Resident Evil avec un chien ? Non, Capcom propose quelque chose de bien différent.


En 2005, Capcom, c'est un peu le patron quand il s'agit d'aborder le sujet du survival horror. Parce qu'en 2005, c'est tout de même la sortie de Resident Evil 4, qui va marquer un sacré tournant dans la série.

Cela ne suffit visiblement pas à Capcom qui propose une nouvelle licence - qui ne connaîtra pas de suite - dans le monde du survival horror.


Dans Haunting Ground, vous incarnez Fiona Belli, une jeune fille qui se réveille dans le donjon d'un vieux château après avoir eu un accident de voiture. Qu'est-ce qu'elle fout là ? C'est bien la grande question du jeu ! Au gré de votre progression, des morceaux du puzzle vont se remettre en place.

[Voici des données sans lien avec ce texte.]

//! Software inventory reconciliation.
//!
//! A host's report is diffed against its stored rows as plain sets keyed by
//! `(name, version, source)`. Rows present on both sides are left alone; the
//! rest is applied as one delete-then-insert transaction.

use std::collections::HashSet;

use diesel::prelude::*;
use diesel::sqlite::SqliteConnection;

use crate::error::Result;
use crate::models::{Host, NewSoftware, Software};
use crate::schema::software;

type SoftwareKey<'a> = (&'a str, &'a str, &'a str);

fn key(s: &Software) -> SoftwareKey<'_> {
    (s.name.as_str(), s.version.as_str(), s.source.as_str())
}

/// What a reconcile pass has to write.
#[derive(Debug, Default, PartialEq)]
pub struct SoftwareDiff<'a> {
    pub to_insert: Vec<&'a Software>,
    /// Ids of stored rows that are no longer reported.
    pub to_delete: Vec<i32>,
}

impl SoftwareDiff<'_> {
    pub fn is_empty(&self) -> bool {
        self.to_insert.is_empty() && self.to_delete.is_empty()
    }
}

/// Counts of rows written by [`save_host_software`].
#[derive(Debug, Default, Clone, Copy, PartialEq, Eq)]
pub struct ReconcileStats {
    pub inserted: usize,
    pub deleted: usize,
}

/// Set difference between the stored rows and the observed report.
/// Duplicate entries in the report collapse to one row.
pub fn diff_software<'a>(persisted: &[Software], observed: &'a [Software]) -> SoftwareDiff<'a> {
    let stored: HashSet<SoftwareKey<'_>> = persisted.iter().map(key).collect();
    let reported: HashSet<SoftwareKey<'_>> = observed.iter().map(key).collect();

    let mut seen = HashSet::new();
    let to_insert = observed
        .iter()
        .filter(|s| !stored.contains(&key(s)) && seen.insert(key(*s)))
        .collect();

    let to_delete = persisted
        .iter()
        .filter(|s| !reported.contains(&key(s)))
        .map(|s| s.id)
        .collect();

    SoftwareDiff {
        to_insert,
        to_delete,
    }
}

fn stored_software(conn: &mut SqliteConnection, host_id: i32) -> Result<Vec<Software>> {
    let rows = software::table
        .filter(software::host_id.eq(host_id))
        .order(software::id.asc())
        .select(Software::as_select())
        .load(conn)?;
    Ok(rows)
}

/// Replace `host.software` with exactly what is stored and clear the dirty bit.
pub fn load_host_software(conn: &mut SqliteConnection, host: &mut Host) -> Result<()> {
    host.software.software = stored_software(conn, host.id)?;
    host.software.modified = false;
    Ok(())
}

/// Reconcile the host's reported software against the stored rows.
///
/// No-op unless `host.software.modified` is set. The delete and insert batches
/// commit together or not at all; on success the dirty bit is cleared.
pub fn save_host_software(conn: &mut SqliteConnection, host: &mut Host) -> Result<ReconcileStats> {
    if !host.software.modified {
        return Ok(ReconcileStats::default());
    }

    let host_id = host.id;
    let observed = &host.software.software;
    let stats = conn.transaction::<_, crate::error::FleetError, _>(|conn| {
        let persisted = stored_software(conn, host_id)?;
        let diff = diff_software(&persisted, observed);
        if diff.is_empty() {
            return Ok(ReconcileStats::default());
        }

        let deleted = if diff.to_delete.is_empty() {
            0
        } else {
            diesel::delete(
                software::table
                    .filter(software::host_id.eq(host_id))
                    .filter(software::id.eq_any(&diff.to_delete)),
            )
            .execute(conn)?
        };

        let rows: Vec<NewSoftware<'_>> = diff
            .to_insert
            .iter()
            .map(|s| NewSoftware {
                host_id,
                name: &s.name,
                version: &s.version,
                source: &s.source,
            })
            .collect();
        let inserted = if rows.is_empty() {
            0
        } else {
            diesel::insert_into(software::table)
                .values(&rows)
                .execute(conn)?
        };

        Ok(ReconcileStats { inserted, deleted })
    })?;

    if stats.inserted > 0 || stats.deleted > 0 {
        log::debug!(
            "reconciled software for host {}: +{} -{}",
            host_id,
            stats.inserted,
            stats.deleted
        );
    }
    host.software.modified = false;
    Ok(stats)
}

#[cfg(test)]
mod tests {
    use super::*;
    use crate::db::test_connection;
    use crate::hosts::new_host;
    use crate::models::HostSoftware;

    fn sw(name: &str, version: &str, source: &str) -> Software {
        Software::new(name, version, source)
    }

    fn sorted_keys(list: &[Software]) -> Vec<(String, String, String)> {
        let mut keys: Vec<_> = list
            .iter()
            .map(|s| (s.name.clone(), s.version.clone(), s.source.clone()))
            .collect();
        keys.sort();
        keys
    }

    fn report(host: &mut Host, software: Vec<Software>) {
        host.software = HostSoftware {
            software,
            modified: true,
        };
    }

    fn seeded_host(conn: &mut SqliteConnection, name: &str) -> Host {
        let host = Host {
            osquery_host_id: format!("{name}-id"),
            node_key: format!("{name}-key"),
            hostname: name.to_string(),
            uuid: format!("{name}-uuid"),
            ..Host::default()
        };
        new_host(conn, &host).unwrap()
    }

    #[test]
    fn diff_is_a_pure_set_difference() {
        let mut a = sw("a", "1", "apps");
        a.id = 1;
        let mut b = sw("b", "1", "apps");
        b.id = 2;
        let persisted = vec![a, b];
        let observed = vec![sw("b", "1", "apps"), sw("c", "1", "apps"), sw("c", "1", "apps")];

        let diff = diff_software(&persisted, &observed);
        assert_eq!(diff.to_delete, vec![1]);
        assert_eq!(diff.to_insert.len(), 1);
        assert_eq!(diff.to_insert[0].name, "c");
    }

    #[test]
    fn version_change_is_delete_plus_insert() {
        let mut old = sw("foo", "0.0.1", "chrome_extensions");
        old.id = 9;
        let observed = vec![sw("foo", "0.0.2", "chrome_extensions")];
        let diff = diff_software(std::slice::from_ref(&old), &observed);
        assert_eq!(diff.to_delete, vec![9]);
        assert_eq!(diff.to_insert.len(), 1);
    }

    #[test]
    fn reconcile_keeps_shared_rows_untouched() {
        let mut conn = test_connection();
        let mut host = seeded_host(&mut conn, "host1");

        report(&mut host, vec![sw("a", "1", "apps"), sw("b", "1", "deb_packages")]);
        let stats = save_host_software(&mut conn, &mut host).unwrap();
        assert_eq!(stats, ReconcileStats { inserted: 2, deleted: 0 });
        assert!(!host.software.modified);

        load_host_software(&mut conn, &mut host).unwrap();
        let b_id = host
            .software
            .software
            .iter()
            .find(|s| s.name == "b")
            .map(|s| s.id)
            .unwrap();

        report(&mut host, vec![sw("b", "1", "deb_packages"), sw("c", "2", "apps")]);
        let stats = save_host_software(&mut conn, &mut host).unwrap();
        assert_eq!(stats, ReconcileStats { inserted: 1, deleted: 1 });

        load_host_software(&mut conn, &mut host).unwrap();
        assert!(!host.software.modified);
        assert_eq!(
            sorted_keys(&host.software.software),
            sorted_keys(&[sw("b", "1", "deb_packages"), sw("c", "2", "apps")])
        );
        let b_after = host.software.software.iter().find(|s| s.name == "b").unwrap();
        assert_eq!(b_after.id, b_id);
    }

    #[test]
    fn reconciling_the_stored_set_writes_nothing() {
        let mut conn = test_connection();
        let mut host = seeded_host(&mut conn, "host1");
        report(&mut host, vec![sw("foo", "0.0.1", "chrome_extensions")]);
        save_host_software(&mut conn, &mut host).unwrap();

        load_host_software(&mut conn, &mut host).unwrap();
        host.software.modified = true;
        let stats = save_host_software(&mut conn, &mut host).unwrap();
        assert_eq!(stats, ReconcileStats::default());
        assert!(!host.software.modified);
    }

    #[test]
    fn unmodified_host_is_skipped() {
        let mut conn = test_connection();
        let mut host = seeded_host(&mut conn, "host1");
        host.software.software = vec![sw("ignored", "1", "apps")];
        host.software.modified = false;

        let stats = save_host_software(&mut conn, &mut host).unwrap();
        assert_eq!(stats, ReconcileStats::default());
        load_host_software(&mut conn, &mut host).unwrap();
        assert!(host.software.software.is_empty());
    }

    #[test]
    fn hosts_do_not_share_inventory() {
        let mut conn = test_connection();
        let mut host1 = seeded_host(&mut conn, "host1");
        let mut host2 = seeded_host(&mut conn, "host2");

        let soft1 = vec![
            sw("foo", "0.0.1", "chrome_extensions"),
            sw("foo", "0.0.3", "chrome_extensions"),
        ];
        let soft2 = vec![
            sw("foo", "0.0.2", "chrome_extensions"),
            sw("foo", "0.0.3", "chrome_extensions"),
            sw("bar", "0.0.3", "deb_packages"),
        ];
        report(&mut host1, soft1.clone());
        report(&mut host2, soft2.clone());
        save_host_software(&mut conn, &mut host1).unwrap();
        save_host_software(&mut conn, &mut host2).unwrap();

        load_host_software(&mut conn, &mut host1).unwrap();
        load_host_software(&mut conn, &mut host2).unwrap();
        assert_eq!(sorted_keys(&host1.software.software), sorted_keys(&soft1));
        assert_eq!(sorted_keys(&host2.software.software), sorted_keys(&soft2));

        // emptying one host leaves the other alone
        report(&mut host2, Vec::new());
        save_host_software(&mut conn, &mut host2).unwrap();
        load_host_software(&mut conn, &mut host2).unwrap();
        load_host_software(&mut conn, &mut host1).unwrap();
        assert!(host2.software.software.is_empty());
        assert_eq!(sorted_keys(&host1.software.software), sorted_keys(&soft1));
    }
}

Graphiquement, c'est très chouette, tant dans la réalisation que dans la direction artistique, gothique comme on aime quand on est fan de survival horror.

Plutôt Clock Tower que Resident Evil


Quand on pense à Capcom, on pense surtout à Resident Evil. Pourtant, il faut plutôt regarder du côté de Clock Tower, de sa suite sur Playstation et son troisième épisode sur PS2. Car Fiona n'a pas grand-chose à voir avec Jill Valentine.


Déjà, elle n'a pas d'arme, à part un coup de pied pas bien véloce. Ensuite, elle va surtout passer son temps à se cacher... oui, comme dans Clock Tower.

Ensuite, on est face à un personnage hypersexualisé. La séquence d'introduction peut paraître un peu gratuite avec le coup du drap, mais finalement, ce n'est pas si bête : cela souligne la fragilité de Fiona, même si cela a un peu mal vieilli.

T'aime les chiens ?


La grosse originalité de Haunting Ground, c'est la présence de Hewie, un chien que l'on rencontre rapidement dans l'aventure. Il reste avec vous, mais reste un chien, c'est-à-dire qu'il ne va pas vous écouter au doigt et à l'œil.


Côté gameplay, il se gère avec le stick droit. En haut pour l'envoyer quelque part ou attaquer. En bas pour le rappeler vers vous. Un appui sur le stick pour le faire s'assoir et rester en place. À droite pour le féliciter, et à gauche pour le réprimander.

Basique, mais efficace.

Hewie est donc au centre du jeu, tout autant que Fiona elle-même. Il est intégré à certains puzzles et vient vous prêter main forte lors des combats (souvent pour vous gagner du temps pour aller vous cacher).


Une ambiance gothique à souhait, un scénario énigmatique, un chien apportant une dimension de gameplay pas banale... Haunting Ground serait-il un carton ?

Non, pas vraiment.

Parfois casse-couilles


Haunting Ground est loin d'être exempt de défauts. À mes yeux, il y en a deux.


Premièrement, les séquences où l'on doit fuir et échapper à un monstre / tortionnaire / vilain pas beau. C'est flippant une fois, et puis quand ça recommence trop régulièrement comme c'est le cas dans le jeu, la flippe n'a plus vraiment lieu d'être. On est loin de l'ambiance anxiogène d'un Resident Evil 3 et son Nemesis.

Deuxièmement, c'est Hewie, le chien. L'idée est très sympa sur le papier, mais dans les faits, c'est régulièrement synonyme de frustration : mais il est où ce con de chien ? Certes, en lui donnant régulièrement une petite caresse, il n'est pas si incontrôlable que cela, mais c'est souvent trop approximatif, c'en devient inutile pour la progression dans le jeu.









Sympathique

Haunting Ground

Hauting Ground est beau. Il bénéficie d'une belle direction artistique. Hewie, le chien, est un ajout intéressant... Mais l'ensemble est un peu trop répétitif et château branlant pour en fait un classique du genre. Mais cela reste plaisant.